My memory is that I was peering
over something, watching.
*
A man who now I might call a boy,
but back then, a man,
bragged about the bodies
of women he left on the mesa.
*
I have heard men refer to the number of women
they’ve slept with as their body count.
*
In 2009, out by the volcanoes,
a mass grave, eleven women and one fetus,
found buried in a row like white lines
> in a parking lot.
*
Adri taught me that when a man pulls up and asks
if you need a ride you always say yes.
You’re always going somewhere
even if you’re not.
*
The papers named him
the West Mesa Bone Collector
and named the girls transient
and troubled and missing for years.
*
It was my boyfriend’s house.
We never went outside
but I wanted to.
I used to look out the window
and miss my dad.
I used to wake up in pain
and ask him what he did to me
in my sleep.
*
He disposed of the bodies
of sex workers and no one thought
to look until they waned into an outline,
until a dog walker found a girl’s femur
in the dirt.
*
We didn’t stop getting in cars.
We still needed a ride.
Still needed air-conditioning.
Still thought that saying no
caused more trouble than anything else.
*
He was never caught.
*
One suspect was found stalking
sex workers with a rope and electrical
tape in his front seat.
One suspect strangled a girl to death
and was then shot by her boyfriend.
What is justice when every girl
in the story is either dead or wanted dead?
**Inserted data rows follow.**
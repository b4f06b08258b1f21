//! MQTT implementation of the broker transport
//!
//! # Architecture
//!
//! - [`connection`] - Pure connection settings, options and error classification
//! - [`message_handler`] - Pure event routing and message receipt logging
//! - [`session`] - rumqttc-backed [`BrokerSession`](crate::transport::BrokerSession)
//! - [`client`] - [`BrokerConnection`], the serialized connection with reconnection

pub mod client;
pub mod connection;
pub mod message_handler;
pub mod session;

pub use client::{BrokerConnection, LinkEvent};
pub use connection::{
    ConnectRefusal, ConnectionSettings, ConnectionState, CredentialProblem, MqttError,
};
pub use message_handler::{logging_handler, EventRoute};
pub use session::{RumqttcSession, RumqttcSessionFactory};
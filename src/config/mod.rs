//! Configuration model for the BMS MQTT client
//!
//! A single TOML document carries the runtime flags, the system identity, the
//! hot-reloadable application sections (logging and MQTT) and the runtime
//! tunables. Every field has a default so partial files load cleanly.

pub mod watcher;

use serde::{Deserialize, Serialize};
use std::path::{Path, PathBuf};
use std::sync::RwLock;
use thiserror::Error;

pub use watcher::ConfigWatcher;

/// Default location of the configuration file
pub const DEFAULT_CONFIG_PATH: &str = "config/app.toml";

/// Complete client configuration
#[derive(Debug, Clone, Serialize, Deserialize, PartialEq, Default)]
pub struct Config {
    #[serde(default)]
    pub flags: FlagsSection,
    #[serde(default)]
    pub system: SystemSection,
    #[serde(default)]
    pub app: AppSection,
    #[serde(default)]
    pub runtime: RuntimeSection,
}

/// Process-wide flags, normally overridden from the command line
#[derive(Debug, Clone, Serialize, Deserialize, PartialEq)]
#[serde(default)]
pub struct FlagsSection {
    /// Deployment environment (development, testing, production)
    pub environment: String,
    /// Debug mode pins the log level to debug
    pub debug_mode: bool,
}

impl Default for FlagsSection {
    fn default() -> Self {
        Self {
            environment: "production".to_string(),
            debug_mode: false,
        }
    }
}

/// Identity recorded in the status document
#[derive(Debug, Clone, Serialize, Deserialize, PartialEq)]
#[serde(default)]
pub struct SystemSection {
    pub app_name: String,
    pub app_version: String,
    pub build_number: u32,
}

impl Default for SystemSection {
    fn default() -> Self {
        Self {
            app_name: "BMS MQTT Client".to_string(),
            app_version: env!("CARGO_PKG_VERSION").to_string(),
            build_number: 1,
        }
    }
}

impl SystemSection {
    /// Version string as persisted under `app.version`
    pub fn full_version(&self) -> String {
        format!("{}-{}", self.app_version, self.build_number)
    }
}

/// Sections that are watched for live changes
#[derive(Debug, Clone, Serialize, Deserialize, PartialEq, Default)]
pub struct AppSection {
    #[serde(default)]
    pub logging: LoggingSection,
    #[serde(default)]
    pub mqtt: MqttSection,
}

/// Logging section. Only `level` can be applied without a restart.
#[derive(Debug, Clone, Serialize, Deserialize, PartialEq)]
#[serde(default)]
pub struct LoggingSection {
    /// One of debug, info, warn, error, dpanic, panic, fatal
    pub level: String,
    /// JSON log file; empty disables file output
    pub file_path: String,
    /// Console format: json, pretty or compact
    pub format: String,
    /// Include timestamps in log lines
    pub add_time: bool,
}

impl Default for LoggingSection {
    fn default() -> Self {
        Self {
            level: "info".to_string(),
            file_path: "./logs/app.log".to_string(),
            format: "json".to_string(),
            add_time: true,
        }
    }
}

/// Broker connection section
#[derive(Debug, Clone, Serialize, Deserialize, PartialEq)]
#[serde(default)]
pub struct MqttSection {
    pub broker: String,
    pub port: u16,
    /// Base client identifier; a unique suffix is appended per connection
    pub client_id: String,
    pub topic: String,
    /// Quality-of-service level (0-2)
    pub qos: u8,
    pub clean_session: bool,
    /// Keep-alive interval in seconds
    pub keep_alive: u64,
    pub reconnect_on_failure: bool,
    pub username: String,
    pub password: String,
}

impl Default for MqttSection {
    fn default() -> Self {
        Self {
            broker: "broker.emqx.io".to_string(),
            port: 1883,
            client_id: "bms-mqtt-client".to_string(),
            topic: "bms".to_string(),
            qos: 0,
            clean_session: true,
            keep_alive: 60,
            reconnect_on_failure: true,
            username: String::new(),
            password: String::new(),
        }
    }
}

/// Runtime paths and timing tunables
#[derive(Debug, Clone, Serialize, Deserialize, PartialEq)]
#[serde(default)]
pub struct RuntimeSection {
    /// Temporary directory owned (and removed on exit) by the engine
    pub tmp_dir: PathBuf,
    /// Sentinel file whose existence requests shutdown
    pub stop_file: PathBuf,
    /// Persisted status document
    pub persist_file: PathBuf,
    /// Append-only connect/disconnect log
    pub connections_log: PathBuf,
    /// Delay between connection attempts
    pub retry_interval_secs: u64,
    /// Upper bound applied to `retry_interval_secs`
    pub max_retry_interval_secs: u64,
    /// Pause between tearing down and re-establishing after a config change
    pub reconnect_pause_ms: u64,
    pub stop_poll_interval_ms: u64,
    pub config_poll_interval_ms: u64,
    pub config_debounce_ms: u64,
    /// Upper bound on waiting for ConnAck
    pub connect_timeout_secs: u64,
    /// Grace period granted to in-flight work on disconnect
    pub disconnect_grace_ms: u64,
}

impl Default for RuntimeSection {
    fn default() -> Self {
        Self {
            tmp_dir: PathBuf::from("./tmp"),
            stop_file: PathBuf::from("./tmp/stop_signal"),
            persist_file: PathBuf::from("./persist/persist.json"),
            connections_log: PathBuf::from("./connections/connections.log"),
            retry_interval_secs: 5,
            max_retry_interval_secs: 60,
            reconnect_pause_ms: 1000,
            stop_poll_interval_ms: 1000,
            config_poll_interval_ms: 50,
            config_debounce_ms: 50,
            connect_timeout_secs: 10,
            disconnect_grace_ms: 250,
        }
    }
}

/// Configuration loading errors
#[derive(Debug, Error)]
pub enum ConfigError {
    #[error("Failed to read config file: {0}")]
    FileRead(#[from] std::io::Error),
    #[error("Failed to parse TOML: {0}")]
    TomlParse(#[from] toml::de::Error),
    #[error("Failed to serialize TOML: {0}")]
    TomlSerialize(#[from] toml::ser::Error),
    #[error("Invalid configuration: {0}")]
    InvalidConfig(String),
}

impl Config {
    /// Load configuration from a TOML file and validate it
    pub fn load_from_file(path: &Path) -> Result<Self, ConfigError> {
        let content = std::fs::read_to_string(path)?;
        Self::from_toml(&content)
    }

    /// Parse and validate a TOML document
    pub fn from_toml(content: &str) -> Result<Self, ConfigError> {
        let config: Config = toml::from_str(content)?;
        config.validate()?;
        Ok(config)
    }

    /// Load from `path`, falling back to defaults when the file does not exist
    pub fn load_or_default(path: &Path) -> Result<Self, ConfigError> {
        match Self::load_from_file(path) {
            Err(ConfigError::FileRead(e)) if e.kind() == std::io::ErrorKind::NotFound => {
                Ok(Self::default())
            }
            other => other,
        }
    }

    /// Write the configuration as TOML, creating the parent directory
    pub fn save_to_file(&self, path: &Path) -> Result<(), ConfigError> {
        if let Some(parent) = path.parent().filter(|p| !p.as_os_str().is_empty()) {
            std::fs::create_dir_all(parent)?;
        }
        let content = toml::to_string_pretty(self)?;
        std::fs::write(path, content)?;
        Ok(())
    }

    /// Check field ranges the broker would otherwise reject
    pub fn validate(&self) -> Result<(), ConfigError> {
        let mqtt = &self.app.mqtt;
        if mqtt.broker.trim().is_empty() {
            return Err(ConfigError::InvalidConfig(
                "app.mqtt.broker must not be empty".to_string(),
            ));
        }
        if mqtt.port == 0 {
            return Err(ConfigError::InvalidConfig(
                "app.mqtt.port must be greater than 0".to_string(),
            ));
        }
        if mqtt.topic.trim().is_empty() {
            return Err(ConfigError::InvalidConfig(
                "app.mqtt.topic must not be empty".to_string(),
            ));
        }
        if mqtt.qos > 2 {
            return Err(ConfigError::InvalidConfig(format!(
                "app.mqtt.qos must be 0, 1 or 2 (got {})",
                mqtt.qos
            )));
        }
        Ok(())
    }

    /// Apply command-line flag overrides
    pub fn apply_overrides(&mut self, overrides: &FlagOverrides) {
        if let Some(environment) = overrides.environment.as_ref().filter(|e| !e.is_empty()) {
            self.flags.environment = environment.clone();
        }
        if overrides.debug_mode {
            self.flags.debug_mode = true;
        }
    }
}

/// Flags given on the command line; they win over the file on every reload
#[derive(Debug, Clone, Default, PartialEq)]
pub struct FlagOverrides {
    pub environment: Option<String>,
    pub debug_mode: bool,
}

/// Live configuration shared between the engine and its tasks
///
/// Readers take a deep copy with [`SharedConfig::snapshot`]; nothing holds a
/// reference into the live value across an await point.
#[derive(Debug)]
pub struct SharedConfig {
    path: PathBuf,
    overrides: FlagOverrides,
    live: RwLock<Config>,
}

impl SharedConfig {
    /// Load the file at `path` (defaults if absent) and apply `overrides`
    pub fn load(path: impl Into<PathBuf>, overrides: FlagOverrides) -> Result<Self, ConfigError> {
        let path = path.into();
        let mut config = Config::load_or_default(&path)?;
        config.apply_overrides(&overrides);
        Ok(Self {
            path,
            overrides,
            live: RwLock::new(config),
        })
    }

    /// Wrap an already-built configuration backed by `path`
    pub fn new(path: impl Into<PathBuf>, mut config: Config, overrides: FlagOverrides) -> Self {
        config.apply_overrides(&overrides);
        Self {
            path: path.into(),
            overrides,
            live: RwLock::new(config),
        }
    }

    pub fn path(&self) -> &Path {
        &self.path
    }

    /// Deep copy of the live configuration
    pub fn snapshot(&self) -> Config {
        self.live
            .read()
            .unwrap_or_else(|poisoned| poisoned.into_inner())
            .clone()
    }

    /// Read a fresh value from disk without installing it
    pub fn reload(&self) -> Result<Config, ConfigError> {
        let mut config = Config::load_from_file(&self.path)?;
        config.apply_overrides(&self.overrides);
        Ok(config)
    }

    /// Install `config` as the live value
    pub fn replace(&self, config: Config) {
        *self
            .live
            .write()
            .unwrap_or_else(|poisoned| poisoned.into_inner()) = config;
    }
}

#[cfg(test)]
mod tests {
    use super::*;
    use tempfile::TempDir;

    #[test]
    fn test_defaults_match_documented_constants() {
        let config = Config::default();

        assert_eq!(config.app.mqtt.broker, "broker.emqx.io");
        assert_eq!(config.app.mqtt.port, 1883);
        assert_eq!(config.app.mqtt.topic, "bms");
        assert_eq!(config.app.mqtt.qos, 0);
        assert!(config.app.mqtt.reconnect_on_failure);
        assert_eq!(config.runtime.retry_interval_secs, 5);
        assert_eq!(config.runtime.max_retry_interval_secs, 60);
        assert_eq!(config.runtime.reconnect_pause_ms, 1000);
        assert_eq!(config.runtime.stop_poll_interval_ms, 1000);
        assert_eq!(config.runtime.disconnect_grace_ms, 250);
        assert_eq!(config.flags.environment, "production");
    }

    #[test]
    fn test_partial_document_uses_defaults() {
        let config = Config::from_toml(
            r#"
[app.mqtt]
broker = "test.broker"
topic = "site/1"
"#,
        )
        .unwrap();

        assert_eq!(config.app.mqtt.broker, "test.broker");
        assert_eq!(config.app.mqtt.topic, "site/1");
        assert_eq!(config.app.mqtt.port, 1883);
        assert_eq!(config.app.logging.level, "info");
        assert_eq!(config.runtime, RuntimeSection::default());
    }

    #[test]
    fn test_invalid_qos_rejected() {
        let result = Config::from_toml("[app.mqtt]\nqos = 3\n");
        assert!(matches!(result, Err(ConfigError::InvalidConfig(_))));
    }

    #[test]
    fn test_empty_broker_rejected() {
        let result = Config::from_toml("[app.mqtt]\nbroker = \"\"\n");
        assert!(matches!(result, Err(ConfigError::InvalidConfig(_))));
    }

    #[test]
    fn test_malformed_toml_is_parse_error() {
        let result = Config::from_toml("[app.mqtt\nbroker = ");
        assert!(matches!(result, Err(ConfigError::TomlParse(_))));
    }

    #[test]
    fn test_save_and_load_round_trip() {
        let dir = TempDir::new().unwrap();
        let path = dir.path().join("nested/app.toml");
        let mut config = Config::default();
        config.app.mqtt.topic = "bms/rack-4".to_string();

        config.save_to_file(&path).unwrap();
        let loaded = Config::load_from_file(&path).unwrap();

        assert_eq!(loaded, config);
    }

    #[test]
    fn test_missing_file_falls_back_to_defaults() {
        let dir = TempDir::new().unwrap();
        let config = Config::load_or_default(&dir.path().join("absent.toml")).unwrap();
        assert_eq!(config, Config::default());
    }

    #[test]
    fn test_overrides_survive_reload() {
        let dir = TempDir::new().unwrap();
        let path = dir.path().join("app.toml");
        Config::default().save_to_file(&path).unwrap();

        let shared = SharedConfig::load(
            &path,
            FlagOverrides {
                environment: Some("development".to_string()),
                debug_mode: true,
            },
        )
        .unwrap();

        let reloaded = shared.reload().unwrap();
        assert!(reloaded.flags.debug_mode);
        assert_eq!(reloaded.flags.environment, "development");
    }

    #[test]
    fn test_snapshot_is_detached_from_live_value() {
        let shared = SharedConfig::new("unused.toml", Config::default(), FlagOverrides::default());
        let snapshot = shared.snapshot();

        let mut changed = snapshot.clone();
        changed.app.mqtt.broker = "other.broker".to_string();
        shared.replace(changed);

        assert_eq!(snapshot.app.mqtt.broker, "broker.emqx.io");
        assert_eq!(shared.snapshot().app.mqtt.broker, "other.broker");
    }

    #[test]
    fn test_full_version_format() {
        let system = SystemSection {
            app_name: "x".to_string(),
            app_version: "1.2.0".to_string(),
            build_number: 7,
        };
        assert_eq!(system.full_version(), "1.2.0-7");
    }
}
What is justice when the man didn’t do
the it we are talking about
but did something like it and buried
her somewhere else?
*
I always thought it was a misnomer—
collector—decorative and terrifying,
but inaccurate. The name
made it sound like a hobby,
like inside his house he
might have a China cabinet
filled with teeth.
[the first call came the day before christmas. i was combing at the green pins of a douglas fir in a holiday tree lot. i wasn’t raised with tradition but i lived with a boyfriend now & we were set on playing house the right way. my father says that the babysitter, who now has a name we use instead, came in to the hospital where my mother worked & held out her forearm, pointed to the blackening cyst, the dark bloom of a needle gone awry. my mother dressed it in clean gauze & asked the right questions. she once taught me about motivational interviewing—how, if done properly, a person will tell you all of the things you didn’t ask but wanted to know. in this case, it was about the babysitter’s father. about her body. about him, awake in her room each night, asking her to keep a secret. about his hand in the hinges of a door, a dog’s mouth clamped on his right calf. the ways we cooed at his wounds, named her rage as brief & uniform as a training bra. never asked why his hands gripped a hinge in the first place.]